Le vide à la tête de l'État yéménite pourrait priver les États-Unis d'un partenaire précieux dans sa lutte contre Al-Qaïda qui a fait du Yémen l'une de ses places fortes.

«Le Yémen a été un partenaire important dans la lutte antiterroriste» menée par les États-Unis, explique vendredi un responsable du département de la Défense à l'AFP.

Non seulement l'exécutif yéménite «donnait son aval» pour des frappes aériennes américaines sur son territoire contre  Al-Qaïda dans la péninsule arabique (Aqpa), «mais il contribuait aussi sur le terrain» avec ses propres forces, souligne cette source.

«Personne ne sait ce qui va se passer maintenant», ajoute le responsable, au lendemain de la prise de contrôle quasi-totale de la capitale yéménite par les miliciens chiites houthis et la démission du gouvernement et du président Abd Rabbo Mansour Hadi.

Depuis 2009, les États-Unis ont mené plus de 110 frappes aériennes au Yémen, dont l'essentiel par des drones, selon le décompte publié par la fondation New America. Le pic a été atteint en 2012 avec 56 frappes, contre 19 en 2014.

En 2011, les Américains ont éliminé l'imam américano-yéménite Anwar Al-Aulaqi, responsable d'Aqpa, né de la fusion des branches saoudienne et yéménite d'Al-Qaïda.

Jusqu'ici, les forces de sécurité yéménites ont fourni des renseignements aux Américains, permettant de les guider dans leurs frappes.

Des forces spéciales américaines, évaluées à une centaine d'hommes, sont encore sur place pour assister les Yéménites dans leurs combats contre Aqpa.

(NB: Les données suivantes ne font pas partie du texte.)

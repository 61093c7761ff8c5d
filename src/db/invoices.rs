//! Invoice and invoice-item table access.

use std::path::{Path, PathBuf};

use chrono::{DateTime, Utc};
use rusqlite::{params, Connection, OptionalExtension, Row};
use tracing::debug;

use super::{corrupt_column, map_db};
use crate::core::{Error, Invoice, InvoiceItem, InvoiceStatus, PaymentMethod, VatRate};

fn from_row(row: &Row<'_>) -> rusqlite::Result<Invoice> {
    let status_raw: String = row.get("status")?;
    let status =
        InvoiceStatus::from_str(&status_raw).ok_or_else(|| corrupt_column("status", &status_raw))?;
    let method_raw: String = row.get("payment_method")?;
    let payment_method = PaymentMethod::from_str(&method_raw)
        .ok_or_else(|| corrupt_column("payment_method", &method_raw))?;
    let xml_path: Option<String> = row.get("xml_path")?;
    let pdf_path: Option<String> = row.get("pdf_path")?;

    Ok(Invoice {
        id: row.get("id")?,
        invoice_number: row.get("invoice_number")?,
        issue_date: row.get("issue_date")?,
        sale_date: row.get("sale_date")?,
        client_id: row.get("client_id")?,
        status,
        payment_method,
        payment_deadline: row.get("payment_deadline")?,
        currency: row.get("currency")?,
        exchange_rate: row.get("exchange_rate")?,
        notes: row.get("notes")?,
        subtotal_grosze: row.get("subtotal_grosze")?,
        tax_grosze: row.get("tax_grosze")?,
        total_grosze: row.get("total_grosze")?,
        xml_path: xml_path.map(PathBuf::from),
        pdf_path: pdf_path.map(PathBuf::from),
        created_at: row.get("created_at")?,
        updated_at: row.get("updated_at")?,
    })
}

fn item_from_row(row: &Row<'_>) -> rusqlite::Result<InvoiceItem> {
    let rate_raw: String = row.get("vat_rate")?;
    let vat_rate =
        VatRate::from_db_str(&rate_raw).ok_or_else(|| corrupt_column("vat_rate", &rate_raw))?;

    Ok(InvoiceItem {
        id: row.get("id")?,
        invoice_id: row.get("invoice_id")?,
        name: row.get("name")?,
        quantity: row.get("quantity")?,
        unit: row.get("unit")?,
        unit_price_grosze: row.get("unit_price_grosze")?,
        vat_rate,
        net_grosze: row.get("net_grosze")?,
        vat_grosze: row.get("vat_grosze")?,
        gross_grosze: row.get("gross_grosze")?,
        created_at: row.get("created_at")?,
    })
}

/// Insert an invoice row (the `id` field is ignored) and return the new id.
pub fn insert(conn: &Connection, invoice: &Invoice) -> Result<i64, Error> {
    debug!(number = %invoice.invoice_number, "inserting invoice");
    conn.execute(
        "INSERT INTO invoices (
            invoice_number, issue_date, sale_date, client_id, status,
            payment_method, payment_deadline, currency, exchange_rate, notes,
            subtotal_grosze, tax_grosze, total_grosze, xml_path, pdf_path,
            created_at, updated_at
         ) VALUES (?1, ?2, ?3, ?4, ?5, ?6, ?7, ?8, ?9, ?10, ?11, ?12, ?13, ?14, ?15, ?16, ?17)",
        params![
            invoice.invoice_number,
            invoice.issue_date,
            invoice.sale_date,
            invoice.client_id,
            invoice.status.as_str(),
            invoice.payment_method.as_str(),
            invoice.payment_deadline,
            invoice.currency,
            invoice.exchange_rate,
            invoice.notes,
            invoice.subtotal_grosze,
            invoice.tax_grosze,
            invoice.total_grosze,
            invoice.xml_path.as_ref().map(|p| p.display().to_string()),
            invoice.pdf_path.as_ref().map(|p| p.display().to_string()),
            invoice.created_at,
            invoice.updated_at,
        ],
    )
    .map_err(map_db)?;
    Ok(conn.last_insert_rowid())
}

/// Insert all items for an invoice, preserving input order.
pub fn insert_items(
    conn: &Connection,
    invoice_id: i64,
    items: &[InvoiceItem],
) -> Result<(), Error> {
    let mut stmt = conn
        .prepare(
            "INSERT INTO invoice_items (
                invoice_id, name, quantity, unit, unit_price_grosze, vat_rate,
                net_grosze, vat_grosze, gross_grosze, created_at
             ) VALUES (?1, ?2, ?3, ?4, ?5, ?6, ?7, ?8, ?9, ?10)",
        )
        .map_err(map_db)?;
    for item in items {
        stmt.execute(params![
            invoice_id,
            item.name,
            item.quantity,
            item.unit,
            item.unit_price_grosze,
            item.vat_rate.as_db_str(),
            item.net_grosze,
            item.vat_grosze,
            item.gross_grosze,
            item.created_at,
        ])
        .map_err(map_db)?;
    }
    Ok(())
}

pub fn get(conn: &Connection, id: i64) -> Result<Option<Invoice>, Error> {
    conn.query_row("SELECT * FROM invoices WHERE id = ?1", params![id], from_row)
        .optional()
        .map_err(map_db)
}

/// Items of one invoice, in insertion order.
pub fn items(conn: &Connection, invoice_id: i64) -> Result<Vec<InvoiceItem>, Error> {
    let mut stmt = conn
        .prepare("SELECT * FROM invoice_items WHERE invoice_id = ?1 ORDER BY id")
        .map_err(map_db)?;
    let rows = stmt.query_map(params![invoice_id], item_from_row).map_err(map_db)?;
    rows.collect::<rusqlite::Result<Vec<_>>>().map_err(map_db)
}

pub fn number_exists(conn: &Connection, number: &str) -> Result<bool, Error> {
    conn.query_row(
        "SELECT 1 FROM invoices WHERE invoice_number = ?1",
        params![number],
        |_| Ok(()),
    )
    .optional()
    .map_err(map_db)
    .map(|found| found.is_some())
}

/// Rewrite all mutable columns of the row identified by `invoice.id`.
pub fn update(conn: &Connection, invoice: &Invoice) -> Result<(), Error> {
    conn.execute(
        "UPDATE invoices
         SET invoice_number = ?1, issue_date = ?2, sale_date = ?3, client_id = ?4,
             status = ?5, payment_method = ?6, payment_deadline = ?7, currency = ?8,
             exchange_rate = ?9, notes = ?10, subtotal_grosze = ?11, tax_grosze = ?12,
             total_grosze = ?13, updated_at = ?14
         WHERE id = ?15",
        params![
            invoice.invoice_number,
            invoice.issue_date,
            invoice.sale_date,
            invoice.client_id,
            invoice.status.as_str(),
            invoice.payment_method.as_str(),
            invoice.payment_deadline,
            invoice.currency,
            invoice.exchange_rate,
            invoice.notes,
            invoice.subtotal_grosze,
            invoice.tax_grosze,
            invoice.total_grosze,
            invoice.updated_at,
            invoice.id,
        ],
    )
    .map_err(map_db)?;
    Ok(())
}

pub fn delete_items(conn: &Connection, invoice_id: i64) -> Result<(), Error> {
    conn.execute(
        "DELETE FROM invoice_items WHERE invoice_id = ?1",
        params![invoice_id],
    )
    .map_err(map_db)?;
    Ok(())
}

pub fn set_status(
    conn: &Connection,
    id: i64,
    status: InvoiceStatus,
    updated_at: DateTime<Utc>,
) -> Result<(), Error> {
    conn.execute(
        "UPDATE invoices SET status = ?1, updated_at = ?2 WHERE id = ?3",
        params![status.as_str(), updated_at, id],
    )
    .map_err(map_db)?;
    Ok(())
}

pub fn set_xml_path(
    conn: &Connection,
    id: i64,
    path: &Path,
    updated_at: DateTime<Utc>,
) -> Result<(), Error> {
    conn.execute(
        "UPDATE invoices SET xml_path = ?1, updated_at = ?2 WHERE id = ?3",
        params![path.display().to_string(), updated_at, id],
    )
    .map_err(map_db)?;
    Ok(())
}

pub fn set_pdf_path(
    conn: &Connection,
    id: i64,
    path: &Path,
    updated_at: DateTime<Utc>,
) -> Result<(), Error> {
    conn.execute(
        "UPDATE invoices SET pdf_path = ?1, updated_at = ?2 WHERE id = ?3",
        params![path.display().to_string(), updated_at, id],
    )
    .map_err(map_db)?;
    Ok(())
}

/// Delete an invoice; items cascade. Returns whether a row existed.
pub fn delete(conn: &Connection, id: i64) -> Result<bool, Error> {
    let affected = conn
        .execute("DELETE FROM invoices WHERE id = ?1", params![id])
        .map_err(map_db)?;
    Ok(affected > 0)
}

pub fn list(conn: &Connection) -> Result<Vec<Invoice>, Error> {
    let mut stmt = conn
        .prepare("SELECT * FROM invoices ORDER BY issue_date DESC, id DESC")
        .map_err(map_db)?;
    let rows = stmt.query_map([], from_row).map_err(map_db)?;
    rows.collect::<rusqlite::Result<Vec<_>>>().map_err(map_db)
}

Et malgré l'incertitude politique actuelle, les États-Unis ont encore dit jeudi soir qu'ils maintenaient leur ambassade ouverte à Sanaa.

«Si l'ambassade ferme, alors la présence militaire américaine sur le terrain disparait presque totalement», souligne Bruce Riedel, un ancien agent de la CIA qui a conseillé plusieurs présidents américains et qui travaille aujourd'hui pour la Brookings Institution, un groupe de réflexion.

Malgré le chaos actuel, le scénario du maintien d'une coopération avec les pouvoirs locaux n'est pas encore complètement exclu par les Américains.

Les Houthis, ennemis de nos ennemis 

«Nous n'aurons plus de partenaire local efficace», mais «nous aurons peut-être des petits bouts de partenariat», veut espérer Bruce Riedel.

L'une des inconnues est l'attitude vis-à-vis des États-Unis de la puissante milice chiite houthi, qui a poussé à la démission jeudi les deux chefs de l'exécutif yéménite.

«Nous sommes dans une situation bizarre où les Houthis, les ennemis de notre ennemi Aqpa, ne sont pas du tout nos amis, et vont probablement perturber nos efforts pour renforcer l'armée et les forces de sécurité yéménites», relève Daniel Benjamin, chercheur au Dartmouth College.

«Les terroristes prospèrent dans le chaos et la menace contre les pays occidentaux pourrait s'amplifier», a-t-il estimé.

«Les Houthis vont nier toute coopération avec les États-Unis, mais ils l'ont déjà fait sous le manteau, et ils continueront probablement de le faire», estime de son côté Charles Schmitz, spécialiste du Yémen à l'université Towson.

Vendredi, le porte-parole du Pentagone, le contre-amiral John Kirby, a rappelé que les Etats-Unis pouvaient procéder à des frappes unilatérales contre les groupes extrémistes, sans accord formel du pays concerné.

«Mais le plus efficace est d'avoir la coopération» de ce pays, souligne-t-il.

La situation est en tout cas un «revers majeur» pour le président Obama, qui, encore en septembre dernier, avait fait de la coopération avec le Yémen un pivot de sa politique antiterroriste, souligne Jim Phillips, chercheur à l'Heritage Foundation, un centre de réflexion conservateur: pas de troupes américaines sur le terrain, mais un appui aux forces locales, le cas échéant avec des frappes aériennes.